Exercise requirements:
Of the entries below, copy only those lines that contain the word "ordered".

Saved data entries
/---
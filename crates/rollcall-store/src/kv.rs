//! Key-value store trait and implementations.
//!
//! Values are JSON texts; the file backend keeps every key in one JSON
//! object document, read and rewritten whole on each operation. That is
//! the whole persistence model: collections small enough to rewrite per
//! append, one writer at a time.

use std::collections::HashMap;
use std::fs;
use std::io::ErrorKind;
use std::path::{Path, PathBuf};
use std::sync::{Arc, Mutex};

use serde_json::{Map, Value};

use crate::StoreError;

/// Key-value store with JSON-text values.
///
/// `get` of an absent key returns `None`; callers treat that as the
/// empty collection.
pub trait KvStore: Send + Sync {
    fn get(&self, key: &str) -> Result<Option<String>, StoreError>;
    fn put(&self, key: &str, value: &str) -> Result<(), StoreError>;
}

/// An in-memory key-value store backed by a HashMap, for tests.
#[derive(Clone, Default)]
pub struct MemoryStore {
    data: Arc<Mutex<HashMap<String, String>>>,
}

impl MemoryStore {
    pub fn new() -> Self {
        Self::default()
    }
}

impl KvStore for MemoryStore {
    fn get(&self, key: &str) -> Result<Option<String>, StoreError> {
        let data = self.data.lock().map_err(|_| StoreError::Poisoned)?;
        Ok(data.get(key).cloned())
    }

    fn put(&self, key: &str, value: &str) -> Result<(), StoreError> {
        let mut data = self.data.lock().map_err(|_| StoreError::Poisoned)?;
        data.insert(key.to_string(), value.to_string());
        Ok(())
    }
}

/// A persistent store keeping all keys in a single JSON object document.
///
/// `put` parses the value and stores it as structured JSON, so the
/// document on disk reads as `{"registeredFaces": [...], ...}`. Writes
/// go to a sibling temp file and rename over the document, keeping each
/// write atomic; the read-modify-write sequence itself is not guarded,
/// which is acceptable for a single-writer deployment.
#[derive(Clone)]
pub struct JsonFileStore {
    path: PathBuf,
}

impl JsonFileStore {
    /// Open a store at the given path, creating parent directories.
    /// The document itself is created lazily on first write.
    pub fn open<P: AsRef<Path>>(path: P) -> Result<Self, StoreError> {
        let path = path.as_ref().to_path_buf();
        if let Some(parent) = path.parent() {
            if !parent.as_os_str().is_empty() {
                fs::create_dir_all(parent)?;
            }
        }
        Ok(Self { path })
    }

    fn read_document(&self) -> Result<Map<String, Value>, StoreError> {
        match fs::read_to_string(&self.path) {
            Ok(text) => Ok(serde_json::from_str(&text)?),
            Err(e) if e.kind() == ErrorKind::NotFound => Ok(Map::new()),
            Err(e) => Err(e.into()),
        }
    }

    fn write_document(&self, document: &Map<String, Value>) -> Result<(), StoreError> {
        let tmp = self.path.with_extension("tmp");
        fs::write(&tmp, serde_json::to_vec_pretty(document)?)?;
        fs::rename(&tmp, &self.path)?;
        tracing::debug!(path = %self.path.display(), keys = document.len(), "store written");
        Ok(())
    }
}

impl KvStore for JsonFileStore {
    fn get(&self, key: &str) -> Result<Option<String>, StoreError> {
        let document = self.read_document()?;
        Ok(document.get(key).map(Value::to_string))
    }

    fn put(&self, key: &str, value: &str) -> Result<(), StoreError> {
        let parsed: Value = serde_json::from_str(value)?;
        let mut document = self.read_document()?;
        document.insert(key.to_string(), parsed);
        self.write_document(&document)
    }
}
\---
/---
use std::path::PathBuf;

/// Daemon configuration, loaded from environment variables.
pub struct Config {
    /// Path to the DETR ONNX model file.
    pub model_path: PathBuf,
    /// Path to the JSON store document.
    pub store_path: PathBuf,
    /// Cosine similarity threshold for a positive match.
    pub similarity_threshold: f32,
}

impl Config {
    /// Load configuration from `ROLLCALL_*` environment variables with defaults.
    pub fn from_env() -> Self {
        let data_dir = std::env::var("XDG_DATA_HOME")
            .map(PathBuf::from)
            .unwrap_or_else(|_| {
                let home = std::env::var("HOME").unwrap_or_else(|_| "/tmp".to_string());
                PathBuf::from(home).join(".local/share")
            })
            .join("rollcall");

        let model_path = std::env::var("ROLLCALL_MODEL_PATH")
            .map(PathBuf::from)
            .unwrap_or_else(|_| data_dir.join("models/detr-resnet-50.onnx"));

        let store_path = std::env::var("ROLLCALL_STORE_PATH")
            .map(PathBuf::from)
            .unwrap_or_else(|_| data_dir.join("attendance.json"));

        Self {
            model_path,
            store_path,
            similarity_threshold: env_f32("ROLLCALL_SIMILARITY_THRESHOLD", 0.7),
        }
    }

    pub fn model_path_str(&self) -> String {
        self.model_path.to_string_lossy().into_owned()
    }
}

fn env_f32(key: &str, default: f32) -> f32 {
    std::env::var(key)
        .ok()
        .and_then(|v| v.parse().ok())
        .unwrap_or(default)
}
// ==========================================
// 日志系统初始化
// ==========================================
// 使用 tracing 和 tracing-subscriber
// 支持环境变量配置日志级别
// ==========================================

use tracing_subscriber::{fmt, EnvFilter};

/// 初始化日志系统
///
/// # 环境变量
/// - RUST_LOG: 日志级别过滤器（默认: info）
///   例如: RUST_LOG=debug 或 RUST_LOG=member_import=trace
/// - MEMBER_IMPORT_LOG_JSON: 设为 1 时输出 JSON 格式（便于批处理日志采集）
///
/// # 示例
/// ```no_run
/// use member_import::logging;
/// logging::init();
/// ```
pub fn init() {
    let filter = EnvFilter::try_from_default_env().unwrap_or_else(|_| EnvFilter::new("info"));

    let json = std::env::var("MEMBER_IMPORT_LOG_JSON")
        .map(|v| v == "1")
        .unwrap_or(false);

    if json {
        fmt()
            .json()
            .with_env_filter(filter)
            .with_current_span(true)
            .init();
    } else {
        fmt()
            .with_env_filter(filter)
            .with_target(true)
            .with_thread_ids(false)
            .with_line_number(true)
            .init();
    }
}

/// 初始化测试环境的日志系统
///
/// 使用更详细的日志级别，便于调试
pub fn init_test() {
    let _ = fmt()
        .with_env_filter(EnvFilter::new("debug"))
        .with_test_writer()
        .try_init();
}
\---
/---
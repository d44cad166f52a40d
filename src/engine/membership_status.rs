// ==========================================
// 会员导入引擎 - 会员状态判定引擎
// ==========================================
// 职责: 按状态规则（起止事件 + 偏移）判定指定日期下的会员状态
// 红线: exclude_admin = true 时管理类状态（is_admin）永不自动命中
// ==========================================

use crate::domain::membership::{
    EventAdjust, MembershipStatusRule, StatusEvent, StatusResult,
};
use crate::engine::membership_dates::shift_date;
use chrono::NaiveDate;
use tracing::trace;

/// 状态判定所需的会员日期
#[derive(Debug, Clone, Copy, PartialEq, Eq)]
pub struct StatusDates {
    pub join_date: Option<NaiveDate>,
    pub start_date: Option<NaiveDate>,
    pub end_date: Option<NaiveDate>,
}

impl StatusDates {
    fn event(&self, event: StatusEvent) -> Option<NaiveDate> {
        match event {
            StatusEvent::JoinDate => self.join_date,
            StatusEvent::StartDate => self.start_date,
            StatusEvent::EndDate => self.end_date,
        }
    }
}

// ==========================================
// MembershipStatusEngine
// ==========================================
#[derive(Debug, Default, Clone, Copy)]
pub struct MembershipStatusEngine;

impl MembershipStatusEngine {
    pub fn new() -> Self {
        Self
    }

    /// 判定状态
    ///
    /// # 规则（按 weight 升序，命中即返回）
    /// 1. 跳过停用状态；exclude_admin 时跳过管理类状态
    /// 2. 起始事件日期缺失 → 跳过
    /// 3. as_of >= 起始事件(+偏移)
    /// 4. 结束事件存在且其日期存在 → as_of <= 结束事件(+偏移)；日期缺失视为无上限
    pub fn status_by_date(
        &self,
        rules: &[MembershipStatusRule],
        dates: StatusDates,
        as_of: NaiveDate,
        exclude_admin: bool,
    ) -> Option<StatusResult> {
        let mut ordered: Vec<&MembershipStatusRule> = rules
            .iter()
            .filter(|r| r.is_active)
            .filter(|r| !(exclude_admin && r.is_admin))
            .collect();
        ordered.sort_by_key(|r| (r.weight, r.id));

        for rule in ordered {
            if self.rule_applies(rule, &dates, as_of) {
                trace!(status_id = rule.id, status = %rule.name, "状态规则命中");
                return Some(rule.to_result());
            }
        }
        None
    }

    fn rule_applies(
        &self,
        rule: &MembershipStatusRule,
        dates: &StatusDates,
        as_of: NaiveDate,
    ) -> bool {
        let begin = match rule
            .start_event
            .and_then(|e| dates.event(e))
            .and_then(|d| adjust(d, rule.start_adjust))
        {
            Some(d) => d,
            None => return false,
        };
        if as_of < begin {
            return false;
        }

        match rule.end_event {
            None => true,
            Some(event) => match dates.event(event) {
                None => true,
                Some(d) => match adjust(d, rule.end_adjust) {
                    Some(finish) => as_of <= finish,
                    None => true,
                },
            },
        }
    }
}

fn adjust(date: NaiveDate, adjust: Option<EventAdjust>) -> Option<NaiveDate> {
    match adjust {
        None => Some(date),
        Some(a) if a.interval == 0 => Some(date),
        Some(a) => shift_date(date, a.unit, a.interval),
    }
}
\---
Output below:
        let mut ordered: Vec<&MembershipStatusRule> = rules
        ordered.sort_by_key(|r| (r.weight, r.id));
        for rule in ordered {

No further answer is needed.